There are several ways to convert an int into 4 bytes:

1) Use a union:

	static assert(int.sizeof==4);
	ubyte[4] intToUbytes(int x) {
		union U {
			int i;
			ubyte[4] b;
		}
		U u;
		u.i = x;
		return u.b;
	}

2) Use bit operators:

	ubyte[4] intToUbytes(int x) {
		ubyte[4] bytes;

		// Note: this assumes little-endian.
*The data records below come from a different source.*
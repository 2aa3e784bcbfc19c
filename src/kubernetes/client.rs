// Copyright 2026, Jeroen van Erp <jeroen@geeko.me>
// SPDX-License-Identifier: Apache-2.0

//! Clients for managed clusters, built from the kubeconfig secrets Rancher keeps for them

use crate::config::Config;
use crate::error::{ControllerError, Result};
use crate::types::Cluster;
use k8s_openapi::api::core::v1::Secret;
use kube::{config::KubeConfigOptions, Api, Client, Config as KConfig, ResourceExt};
use tracing::{debug, info, instrument};

/// Client for the given cluster: the local client for the management
/// cluster itself, a kubeconfig based one for downstream clusters.
#[instrument(skip(local_client, cluster, config), fields(cluster = %cluster.name_any()))]
pub async fn cluster_client(local_client: &Client, cluster: &Cluster, config: &Config) -> Result<Client> {
    if cluster.is_local() {
        return Ok(local_client.clone());
    }
    if config.testing_mode {
        create_testing_client(cluster).await
    } else {
        let kubeconfig = get_cluster_kubeconfig(local_client, cluster, config).await?;
        create_client_from_kubeconfig(&kubeconfig).await
    }
}

/// In testing mode downstream clusters are reached through the local proxy URL
async fn create_testing_client(cluster: &Cluster) -> Result<Client> {
    let mut c = KConfig::infer()
        .await
        .map_err(|e| ControllerError::Kubeconfig(format!("Failed to infer config: {}", e)))?;

    if let Some(cluster_url) = c.cluster_url.to_string().rsplit('/').next() {
        if cluster_url == "local" {
            let new_cluster_url = c
                .cluster_url
                .to_string()
                .replace("local", &cluster.name_any());
            debug!(
                "Testing mode: modifying cluster URL from {} to {}",
                c.cluster_url, new_cluster_url
            );
            c.cluster_url = new_cluster_url
                .parse()
                .map_err(|e| ControllerError::Kubeconfig(format!("Invalid URL: {}", e)))?;
        }
    }

    Client::try_from(c)
        .map_err(|e| ControllerError::Kubeconfig(format!("Failed to create client: {}", e)))
}

/// Namespace and name of the kubeconfig secret of a downstream cluster
fn kubeconfig_secret_ref(cluster: &Cluster, config: &Config) -> (String, String) {
    let namespace = cluster
        .status
        .as_ref()
        .and_then(|s| s.fleet_workspace_name.clone())
        .filter(|ns| !ns.is_empty())
        .unwrap_or_else(|| config.kubeconfig_namespace.clone());
    (namespace, format!("{}-kubeconfig", cluster.display_name()))
}

/// Get the kubeconfig of a downstream cluster from its secret
#[instrument(skip(client, cluster, config), fields(cluster = %cluster.name_any()))]
async fn get_cluster_kubeconfig(client: &Client, cluster: &Cluster, config: &Config) -> Result<String> {
    let cluster_name = cluster.name_any();
    let (namespace, secret_name) = kubeconfig_secret_ref(cluster, config);
    let secrets: Api<Secret> = Api::namespaced(client.clone(), &namespace);

    info!(
        "Getting kubeconfig secret '{}/{}' for cluster '{}'...",
        namespace, secret_name, cluster_name
    );

    let secret = secrets.get(&secret_name).await.map_err(|e| {
        ControllerError::Kubeconfig(format!(
            "Failed to get kubeconfig secret for cluster {}: {}",
            cluster_name, e
        ))
    })?;

    let Some(kubeconfig_data) = secret.data.as_ref().and_then(|d| d.get("value")) else {
        return Err(ControllerError::Kubeconfig(format!(
            "Kubeconfig secret for cluster {} does not contain 'value' key",
            cluster_name
        )));
    };

    String::from_utf8(kubeconfig_data.0.clone()).map_err(|e| {
        ControllerError::Kubeconfig(format!(
            "Failed to decode kubeconfig for cluster {}: {}",
            cluster_name, e
        ))
    })
}

/// Create a Kubernetes client from a kubeconfig string
async fn create_client_from_kubeconfig(kubeconfig: &str) -> Result<Client> {
    use kube::config::Kubeconfig;

    let kubeconfig_parsed: Kubeconfig = serde_yaml::from_str(kubeconfig)
        .map_err(|e| ControllerError::Kubeconfig(format!("Failed to parse kubeconfig: {}", e)))?;

    let client_config =
        kube::Config::from_custom_kubeconfig(kubeconfig_parsed, &KubeConfigOptions::default())
            .await
            .map_err(|e| {
                ControllerError::Kubeconfig(format!("Failed to create config: {}", e))
            })?;

    Client::try_from(client_config)
        .map_err(|e| ControllerError::Kubeconfig(format!("Failed to create client: {}", e)))
}
// Copyright 2026, Jeroen van Erp <jeroen@geeko.me>
// SPDX-License-Identifier: Apache-2.0

//! System charts: definitions, values, configuration and installation.

pub mod config;
pub mod definition;
pub mod manager;
pub mod settings;
pub mod values;

pub use config::{RancherConfig, ValueContext};
pub use definition::{plan_charts, system_charts, ChartAction, ChartDefinition};
pub use manager::{ChartManager, ChartRelease, HelmManager};
pub use settings::ChartSettings;
pub use values::{deep_merge, parse_values, Values};
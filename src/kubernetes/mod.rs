// Copyright 2026, Jeroen van Erp <jeroen@geeko.me>
// SPDX-License-Identifier: Apache-2.0

//! Kubernetes utilities for CRD discovery, client creation, and namespace management.

pub mod client;
pub mod crd;
pub mod namespaces;

pub use client::cluster_client;
pub use crd::wait_for_crd;
pub use namespaces::delete_namespace;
For big-endian,
		// reverse the order below.
		bytes[0] = x & 0xFF;
		bytes[1] = (x >> 8) & 0xFF;
		bytes[2] = (x >> 16) & 0xFF;
		bytes[3] = (x >> 24) & 0xFF;

		return bytes;
	}

3) Use a pointer cast (warning: un- at safe):

	ubyte[4] intToUbytes(int x) @system {
		ubyte[4] b;
		ubyte* ptr = cast(ubyte*)&x;
		b[0] = *ptr++;
		b[1] = *ptr++;
		b[2] = *ptr++;
		b[3] = *ptr;

		return b;
	}

4) Reinterpret a pointer (warning: un- at safe):

	ubyte[4] intToUbytes(int x) @system {
		return *cast(ubyte[4]*)&x;
	}

I'm sure there are several other ways to do it.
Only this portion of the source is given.